11 Comments
User's avatar
Ellen's avatar

I loved this letter so much. The line: We adults have been parenting you from a place of anxiety — could not ring more true. What would be amazing is if a societal shift in this direction happens, rather than just outliers.

Rebekah Peeples's avatar

I often think to myself these days about what I would have done differently in the last 20 years if I’d know that everything was going to be okay. And what would I do differently now if I believed that to be true for the future?

Alyson Mosquera Dutemple's avatar

This letter slayed me. What an incredible gift not just for the graduate but for to the rest of us. ❤️

Elizabeth Calderone's avatar

Hey friend, how about “you are the product,” we tweak to our L+D fellow mantra of “you are the project”?

I’ve been thinking a lot about the projects in my life that have gone unfinished, half started, or still in my brain for years and years…at work, in my garden, around the house, in my “books to write” files. Then I stop and think about the *projects* I most care about: the ones that take tending but also benign neglect, and the wisdom to know which one when. They are 16 and 13 (and the reason the other projects are on the back burner). Roadtrips, chauffeuring, unseen orchestration of family schedules. Cellos and skis to the right place at the right time. Concert clothes that fit. Casual questions about school work and friendships but otherwise pretending I don’t care. Some well timed ice cream trips. And lots of good TV, music, church, and books together. If I think of them as my projects, but coach them to start shifting to self-cultivators, I think that’s a good thing…but I think I’d rather them come up with their own external projects themselves that are likewise relational, as you suggest about the best of college life and I am suggesting about the rhythms of family life. I fear the more we encourage projects/products about self and identity exclusively (instead of a byproduct of something outside ourselves) the more we reinforce exactly what you are worried about—the culture that suggests self-construction is the key to their wellbeing, which can be just as anxiety-producing than whether or not AI will eliminate their job-prospects. (But these anxieties have always been there in college: what will I major in—the thing my parents want or I want? Do I live here or there? Do I go to class or sleep in? Who will take care of me if I’m not at home? Will I be loved? Who will I love?) What I hope for my kiddos, and even for myself, is a continued lifetime of projects that are meaningful for myself and undertaken with others. With that, I’m going to finish my grading and head out soon(ish) on that summer roadtrip with “the projects” and see where it takes us. (And congratulations, proud momma, for this big milestone. Such an end of an era, and look what your wise words have, once again, elicited in this lovely space…)

Jen's avatar

This letter was beautifully written. As a mom who now has had her own 3 “launch”, the one thing I can share is that my kids’ after college years were nothing like we, or they, expected, but were so much better. Not that there weren’t hurdles and that it didn’t take them so much longer to find employment, but the journey itself added so much to who they have become - and are still becoming.

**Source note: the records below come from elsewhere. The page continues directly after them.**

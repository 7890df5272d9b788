use derive_more::{Display, FromStr};
use proc_macro2::TokenStream;
use quote::quote;
use serde::{Deserialize, Serialize};

///
/// Cardinality
///

#[derive(
    Clone, Copy, Default, Debug, Deserialize, Display, Eq, FromStr, PartialEq, Serialize,
)]
pub enum Cardinality {
    #[default]
    One,
    Opt,
    Many,
}

///
/// BasicType
///
/// The closed set of wire value types copied directly between a model and
/// its wrapper. Any declared type name outside this set is a nested model
/// type and gets its own wrapper.
///

#[derive(Clone, Copy, Debug, Deserialize, Display, Eq, FromStr, PartialEq, Serialize)]
#[remain::sorted]
pub enum BasicType {
    Bool,
    Char,
    Date,
    Decimal,
    Float32,
    Float64,
    Int8,
    Int16,
    Int32,
    Int64,
    Money,
    Text,
    Timestamp,
}

impl BasicType {
    /// Classify a declared type name. `None` means the type is a nested
    /// model type, not a basic value.
    #[must_use]
    pub fn classify(ty: &str) -> Option<Self> {
        ty.parse::<Self>().ok()
    }

    // Text is the only heap value; everything else copies bitwise.
    #[must_use]
    pub const fn supports_copy(self) -> bool {
        !matches!(self, Self::Text)
    }

    #[must_use]
    pub const fn is_numeric(self) -> bool {
        matches!(
            self,
            Self::Decimal
                | Self::Float32
                | Self::Float64
                | Self::Int8
                | Self::Int16
                | Self::Int32
                | Self::Int64
                | Self::Money
        )
    }

    /// The Rust type a generated unit references for this wire value.
    #[must_use]
    pub fn as_type(self) -> TokenStream {
        match self {
            Self::Bool => quote!(bool),
            Self::Char => quote!(char),
            Self::Date => quote!(::wirewrap::types::Date),
            Self::Decimal => quote!(::wirewrap::types::Decimal),
            Self::Float32 => quote!(f32),
            Self::Float64 => quote!(f64),
            Self::Int8 => quote!(i8),
            Self::Int16 => quote!(i16),
            Self::Int32 => quote!(i32),
            Self::Int64 => quote!(i64),
            Self::Money => quote!(::wirewrap::types::Money),
            Self::Text => quote!(::std::string::String),
            Self::Timestamp => quote!(::wirewrap::types::Timestamp),
        }
    }
}

///
/// TESTS
///
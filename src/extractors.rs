use axum::extract::FromRequestParts;
use http::request::Parts;
use std::convert::Infallible;

/// Copy of the request head, for the helpers that need the whole request and
/// not a single extracted value.
#[derive(Debug, Clone)]
pub struct RequestHead(pub Parts);

impl<S> FromRequestParts<S> for RequestHead
where
    S: Send + Sync,
{
    type Rejection = Infallible;

    async fn from_request_parts(parts: &mut Parts, _state: &S) -> Result<Self, Self::Rejection> {
        Ok(RequestHead(parts.clone()))
    }
}
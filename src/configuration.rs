use crate::{
    utils::{is_default, option_string_trim, random_string, vec_trim_remove_empties},
    xsrf::XsrfGuard,
};
use anyhow::{Context, Result, anyhow, ensure};
use axum_extra::extract::cookie::Key;
use http::Method;
use serde::{Deserialize, Serialize};
use std::path::Path;
use time::Duration;

pub const PORT_ENV_VAR: &str = "HTTPUTIL_PORT";

fn http_port() -> u16 {
    8080
}

fn xsrf_validity_hours() -> i64 {
    24
}

fn safe_methods() -> Vec<String> {
    vec!["GET".to_owned(), "HEAD".to_owned(), "OPTIONS".to_owned()]
}

#[derive(Deserialize, Serialize, Debug, PartialEq, Clone)]
pub struct Config {
    #[serde(default = "http_port")]
    pub http_port: u16,
    #[serde(default, skip_serializing_if = "is_default")]
    pub debug_mode: bool,
    #[serde(default, skip_serializing_if = "is_default")]
    pub log_to_file: bool,
    #[serde(
        default,
        skip_serializing_if = "is_default",
        deserialize_with = "option_string_trim"
    )]
    pub xsrf_key: Option<String>,
    #[serde(
        default,
        skip_serializing_if = "is_default",
        deserialize_with = "option_string_trim"
    )]
    pub cookie_key: Option<String>,
    #[serde(default = "xsrf_validity_hours")]
    pub xsrf_validity_hours: i64,
    #[serde(default = "safe_methods", deserialize_with = "vec_trim_remove_empties")]
    pub safe_methods: Vec<String>,
}

impl Default for Config {
    fn default() -> Self {
        Config {
            http_port: http_port(),
            debug_mode: false,
            log_to_file: false,
            xsrf_key: None,
            cookie_key: None,
            xsrf_validity_hours: xsrf_validity_hours(),
            safe_methods: safe_methods(),
        }
    }
}

impl Config {
    pub async fn from_file(filepath: &str) -> Result<Self> {
        let data = tokio::fs::read_to_string(filepath).await?;
        let config = serde_yaml_ng::from_str::<Config>(&data)?;
        Ok(config)
    }

    pub async fn to_file(&self, filepath: &str) -> Result<()> {
        let contents = serde_yaml_ng::to_string::<Config>(self)?;
        tokio::fs::write(filepath, contents).await?;
        Ok(())
    }

    pub fn xsrf_key(&self) -> Result<&str> {
        self.xsrf_key
            .as_deref()
            .context("the xsrf key is not configured")
    }

    /// Key encrypting the login cookie, it must be at least 64 bytes long.
    pub fn cookie_key(&self) -> Result<Key> {
        let key = self
            .cookie_key
            .as_deref()
            .context("the cookie key is not configured")?;
        Key::try_from(key.as_bytes())
            .map_err(|e| anyhow!("the cookie key is not usable: {e}"))
    }

    pub fn xsrf_guard(&self) -> Result<XsrfGuard> {
        ensure!(
            self.xsrf_validity_hours > 0,
            "xsrf_validity_hours must be positive, got {}",
            self.xsrf_validity_hours
        );
        let window = self
            .xsrf_validity_hours
            .checked_mul(3600)
            .map(Duration::seconds)
            .with_context(|| {
                format!(
                    "xsrf_validity_hours is too large, got {}",
                    self.xsrf_validity_hours
                )
            })?;
        let methods = self
            .safe_methods
            .iter()
            .map(|m| {
                Method::from_bytes(m.to_uppercase().as_bytes())
                    .with_context(|| format!("invalid safe method: {m}"))
            })
            .collect::<Result<Vec<Method>>>()?;
        Ok(XsrfGuard::new()
            .with_window(window)
            .with_safe_methods(methods))
    }
}

/// Reads the configuration, creating the file with defaults if it does not exist.
pub async fn load_config(config_file: &str) -> Result<Config> {
    let mut config = if Path::new(config_file).exists() {
        Config::from_file(config_file)
            .await
            .with_context(|| format!("could not read configuration from {config_file}"))?
    } else {
        Config::default()
    };
    // if the keys are not present, generate them and store them
    let mut generated = false;
    if config.xsrf_key.is_none() {
        config.xsrf_key = Some(random_string(64));
        generated = true;
    }
    if config.cookie_key.is_none() {
        config.cookie_key = Some(random_string(64));
        generated = true;
    }
    if generated {
        config.to_file(config_file).await?;
    }
    // Allow overriding the port with env variable
    if let Some(port) = std::env::var(PORT_ENV_VAR).ok() {
        config.http_port = port
            .parse()
            .with_context(|| format!("{PORT_ENV_VAR} is not a valid port"))?;
    }
    // Fail early on unusable keys or xsrf configuration
    config.cookie_key()?;
    config.xsrf_guard()?;
    Ok(config)
}
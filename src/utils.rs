use rand::{Rng, distr::Alphanumeric};
use serde::{Deserialize, de};
pub use trim_in_place::*;

pub fn random_string(size: usize) -> String {
    rand::rng()
        .sample_iter(&Alphanumeric)
        .take(size)
        .map(char::from)
        .collect()
}

pub fn string_trim<'de, D>(d: D) -> Result<String, D::Error>
where
    D: de::Deserializer<'de>,
{
    let mut de_string = String::deserialize(d)?;
    de_string.trim_in_place();
    Ok(de_string)
}

pub fn option_string_trim<'de, D>(d: D) -> Result<Option<String>, D::Error>
where
    D: de::Deserializer<'de>,
{
    let mut de_string: Option<String> = Option::deserialize(d)?;
    if let Some(ref mut de_string) = de_string {
        if de_string.trim_in_place().is_empty() {
            return Ok(None);
        }
    }
    Ok(de_string)
}

pub fn vec_trim_remove_empties<'de, D>(d: D) -> Result<Vec<String>, D::Error>
where
    D: de::Deserializer<'de>,
{
    let mut de_vec: Vec<String> = Vec::deserialize(d)?;
    de_vec = de_vec
        .iter_mut()
        .map(|s| s.trim_in_place().to_owned())
        .filter(|s| !s.is_empty())
        .collect();
    Ok(de_vec)
}

pub(crate) fn is_default<T: Default + PartialEq>(t: &T) -> bool {
    t == &T::default()
}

I would love to get together with you sometime for coffee and to chat! It’s been many years since we last spoke, but I feel like we connected back at FPCMet. Congratulations to your family on this next exciting chapter for your daughter!

Rebekah Peeples's avatar

Thank you, Jen! It would be great to catch up sometime for sure. It’s also so very helpful to be reminded that other young adults have faced uncertainty like this and persevered, finding paths in new and unexpected ways!

Default Helpful's avatar

Rebekah, this wrecked me a little and my kids are nowhere near graduation. I'm watching it start in third grade already, where a B gets treated like a crisis. The part about AI sidling up when they're tired and offering to make the problem go away is the one that really resonates with me, because I do the same thing to myself at 9pm with a grocery app. We're handing them the shortcut and the anxiety in the same gesture.

Rebekah Peeples's avatar

There is also another way of thinking about the anxiety part, which comes from constantly being surveilled. That was what my older child (not the one who just graduated) said upon reading an earlier draft of this piece. A state of constant surveillance – whether by parents, apps, or social media followers — also adds to our collective anxiousness. They’re all there promising to be helpful (like your grocery app) but all the while mining us for information.

Elizabeth Calderone's avatar

Wise dude. It’s like he’s learning something in his humanities classes in college!

Default Helpful's avatar

oh 1000%, I think this starts with the Nanit's in kids beds and then goes to live 360 from there, it gives this false sense of control when in reality it's too much information imo

Rebekah Peeples's avatar

Beth, there is so much wisdom in what you say here, and now I want to revise the essay to make exactly the clarification that you point out: that the most self centered notion of “I’m working on myself” can devolve into another version of the achievement arms race that’s so at odds with the authentic flourishing that we want for our children. Thank you so much for your beautifully written and thoughtful contribution!